Andreas Müller, an entomologist at the nature conservation research agency Natur Umwelt Wissen GmbH in Zurich, has been studying bees in the Osmiini tribe, which includes mason bees and their close relatives, for about 20 years. Noticing that H. tridentata populations have been declining in northern Switzerland, he and colleague Martin Obrist tried to help the bees.

“We offered the bees bundles of dry plant stems as nesting sites, and when we checked the bundles we heard the larval sounds for the first time,” says Müller. “This is a new phenomenon not only in the osmiine bees, but in bees in general.”

He and Obrist, a biologist at the Swiss Federal Institute for Forest, Snow and Landscape Research in Birmensdorf, gathered stem nests from the field and subjected them to various types of physical disturbance, trying to determine what kinds of pestering triggers the bee larvae to drum. In some nests, the duo cut windows into the stems to observe larvae through the translucent cocoon walls, unveiling the secret of how the insects were creating the noises.

The larvae have a callus in the middle of their face, and another horseshoe-shaped one around their anus. When jostled, some of the larvae quickly rasp their anal callus against the cocoon wall, creating a loud squeaking sound, the team found. This induces the rest of the siblings to join in, following this opening act with many minutes of tapping their castanet-like face instruments against their cocoons, making a soft crackling noise.

mason bee pupa

This larva of Hoplitis tridentata has two sound-producing calluses, observable as a milky, diamond-shaped patch on the face (left) and a raised, thickened ring encircling the anus (right). Andreas Müller

The sounds appear to be the first known among the larvae of hymenopterans, the insect order that includes bees, wasps and ants. The presence of two different instruments on the same animal may also be a first. “I am not aware of the larvae of other insect taxa that have two different organs to produce sounds,” says Müller.

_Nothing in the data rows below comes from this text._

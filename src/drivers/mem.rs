//! In-memory raster and vector datasets

use crate::dataset::FormatDataset;
use crate::driver::{CreationOptionDefn, DriverCapabilities, FormatDriver, OpenInfo, OptionKind};
use crate::errors::{GeoDataError, Result};
use crate::geo_transform::GeoTransform;
use crate::metadata::MetadataStore;
use crate::raster::{DataType, Gcp};
use crate::string_list::NameValueList;
use crate::vector::Defn;

const CREATION_OPTIONS: &[CreationOptionDefn] = &[CreationOptionDefn::new(
    "INTERLEAVE",
    OptionKind::StringSelect(&["BAND", "PIXEL"]),
    "Layout reported in the IMAGE_STRUCTURE metadata domain",
)
.with_default("BAND")];

/// The `MEM` driver. Datasets live in memory only and have no files.
#[derive(Debug, Default)]
pub struct MemDriver;

impl FormatDriver for MemDriver {
    fn short_name(&self) -> &str {
        "MEM"
    }

    fn long_name(&self) -> &str {
        "In Memory Raster"
    }

    fn capabilities(&self) -> DriverCapabilities {
        DriverCapabilities::RASTER | DriverCapabilities::VECTOR | DriverCapabilities::CREATE
    }

    fn creation_option_list(&self) -> &[CreationOptionDefn] {
        CREATION_OPTIONS
    }

    /// Nothing on disk belongs to this driver.
    fn identify(&self, _info: &OpenInfo) -> bool {
        false
    }

    fn create(
        &self,
        _filename: &str,
        size: (usize, usize),
        bands: usize,
        data_type: DataType,
        options: &NameValueList,
    ) -> Result<Box<dyn FormatDataset>> {
        if bands > 0 && data_type == DataType::Unknown {
            return Err(GeoDataError::BadArgument(
                "MEM bands need a known data type".to_string(),
            ));
        }
        let mut dataset = MemDataset::new(size);
        for _ in 0..bands {
            dataset.push_band(data_type)?;
        }
        if bands > 1 {
            let interleave = options
                .fetch_name_value("INTERLEAVE")
                .unwrap_or("BAND")
                .to_ascii_uppercase();
            dataset
                .metadata
                .set_item("INTERLEAVE", &interleave, "IMAGE_STRUCTURE")?;
        }
        Ok(Box::new(dataset))
    }
}

#[derive(Debug)]
struct MemBand {
    data_type: DataType,
    data: Vec<f64>,
    no_data: Option<f64>,
}

/// An in-memory dataset, also usable as a building block by other drivers.
#[derive(Debug, Default)]
pub struct MemDataset {
    size: (usize, usize),
    bands: Vec<MemBand>,
    geo_transform: Option<GeoTransform>,
    projection: String,
    gcps: Vec<Gcp>,
    gcp_projection: String,
    metadata: MetadataStore,
    layers: Vec<Defn>,
}

impl MemDataset {
    pub fn new(size: (usize, usize)) -> Self {
        MemDataset {
            size,
            ..Default::default()
        }
    }

    /// Appends a band of `data_type` filled with zeros.
    ///
    /// Fails with [`GeoDataError::BadArgument`] when the pixel count overflows.
    pub fn push_band(&mut self, data_type: DataType) -> Result<()> {
        let (width, height) = self.size;
        let pixels = width.checked_mul(height).ok_or_else(|| {
            GeoDataError::BadArgument(format!("{width}x{height} pixels do not fit in memory"))
        })?;
        self.bands.push(MemBand {
            data_type,
            data: vec![0.0; pixels],
            no_data: None,
        });
        Ok(())
    }

    fn band(&self, band: usize) -> Result<&MemBand> {
        let count = self.bands.len();
        self.bands
            .get(band.wrapping_sub(1))
            .ok_or(GeoDataError::IndexOutOfRange {
                what: "Band",
                index: band,
                count,
            })
    }

    fn band_mut(&mut self, band: usize) -> Result<&mut MemBand> {
        let count = self.bands.len();
        self.bands
            .get_mut(band.wrapping_sub(1))
            .ok_or(GeoDataError::IndexOutOfRange {
                what: "Band",
                index: band,
                count,
            })
    }
}

impl FormatDataset for MemDataset {
    fn raster_size(&self) -> (usize, usize) {
        self.size
    }

    fn raster_count(&self) -> usize {
        self.bands.len()
    }

    fn band_type(&self, band: usize) -> DataType {
        self.band(band)
            .map(|b| b.data_type)
            .unwrap_or(DataType::Unknown)
    }

    fn read_window(
        &mut self,
        band: usize,
        offset: (usize, usize),
        size: (usize, usize),
        buffer: &mut [f64],
    ) -> Result<()> {
        let width = self.size.0;
        let band = self.band(band)?;
        for (row, line) in buffer.chunks_exact_mut(size.0.max(1)).take(size.1).enumerate() {
            let start = (offset.1 + row) * width + offset.0;
            line.copy_from_slice(&band.data[start..start + size.0]);
        }
        Ok(())
    }

    fn write_window(
        &mut self,
        band: usize,
        offset: (usize, usize),
        size: (usize, usize),
        buffer: &[f64],
    ) -> Result<()> {
        let width = self.size.0;
        let band = self.band_mut(band)?;
        for (row, line) in buffer.chunks_exact(size.0.max(1)).take(size.1).enumerate() {
            let start = (offset.1 + row) * width + offset.0;
            for (dst, value) in band.data[start..start + size.0].iter_mut().zip(line) {
                *dst = band.data_type.adjust_value(*value);
            }
        }
        Ok(())
    }

    fn no_data_value(&self, band: usize) -> Option<f64> {
        self.band(band).ok()?.no_data
    }

    fn set_no_data_value(&mut self, band: usize, value: Option<f64>) -> Result<()> {
        self.band_mut(band)?.no_data = value;
        Ok(())
    }

    fn add_band(&mut self, data_type: DataType, _options: &NameValueList) -> Result<()> {
        if data_type == DataType::Unknown {
            return Err(GeoDataError::BadArgument(
                "MEM bands need a known data type".to_string(),
            ));
        }
        self.push_band(data_type)
    }

    fn geo_transform(&self) -> Option<GeoTransform> {
        self.geo_transform
    }

    fn set_geo_transform(&mut self, transform: &GeoTransform) -> Result<()> {
        self.geo_transform = Some(*transform);
        Ok(())
    }

    fn projection(&self) -> String {
        self.projection.clone()
    }

    fn set_projection(&mut self, wkt: &str) -> Result<()> {
        self.projection = wkt.to_string();
        Ok(())
    }

    fn gcps(&self) -> Vec<Gcp> {
        self.gcps.clone()
    }

    fn gcp_projection(&self) -> String {
        self.gcp_projection.clone()
    }

    fn set_gcps(&mut self, gcps: &[Gcp], projection: &str) -> Result<()> {
        self.gcps = gcps.to_vec();
        self.gcp_projection = projection.to_string();
        Ok(())
    }

    fn metadata(&self) -> Option<&MetadataStore> {
        Some(&self.metadata)
    }

    fn metadata_mut(&mut self) -> Option<&mut MetadataStore> {
        Some(&mut self.metadata)
    }

    fn layer_count(&self) -> usize {
        self.layers.len()
    }

    fn layer_defn(&self, index: usize) -> Option<Defn> {
        self.layers.get(index).cloned()
    }

    fn create_layer(&mut self, defn: Defn) -> Result<()> {
        if self
            .layers
            .iter()
            .any(|layer| layer.name().eq_ignore_ascii_case(defn.name()))
        {
            return Err(GeoDataError::BadArgument(format!(
                "layer '{}' already exists",
                defn.name()
            )));
        }
        self.layers.push(defn);
        Ok(())
    }
}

Most of the behavior known about bees is from their adult stage, but many bees spend most of their lives as larvae or pupae, notes Robert Minckley, an entomologist at the University of Rochester in New York not involved with this research. “There is a lot to discover about this part of the life cycle. Plus, so few solitary bees have been studied at all” (SN: 12/31/06).

Minckley wonders how much energy this music making demands of the larvae, considering there’s a finite amount of food for them inside their brood cells. “Expending this energy is extracting a cost towards making it to the adult stage,” he says.

Such percussion may pay off by providing protection. It’s possible the bees’ rasping and drumming is an adaptation for growing up in such thin-walled surroundings, vulnerable to exploitation by “parasitoid” wasps. These wasps lightly tap a plant with their antennae, feeling for an echoing vibration that betrays the larvae’s location. The wasps then inject their own eggs through the stem wall into the brood cells. When those eggs then hatch, the wasp’s larvae consume the host alive.

The bee larvae’s loud rear end rasp may be an alarm signal to the nest once a wasp is detected, and the minutes of tapping afterwards may muddle the wasp’s senses. The wasps can take quite a while to locate their hosts, so this might explain why the larval tapping continues for half an hour or longer after the initial agitation. Müller next wants to see if the sonic probing of wasps induces the bees to start drumming.

A remarkably similar chorus is known in the larvae of a single species of wood-boring beetle (Icosium tomentosum). The beetle larvae mature inside dry tree branches, and spend minutes scraping their mouthparts against the inside of the bark when disturbed. This too has been suggested as a defense against parasitoid wasps.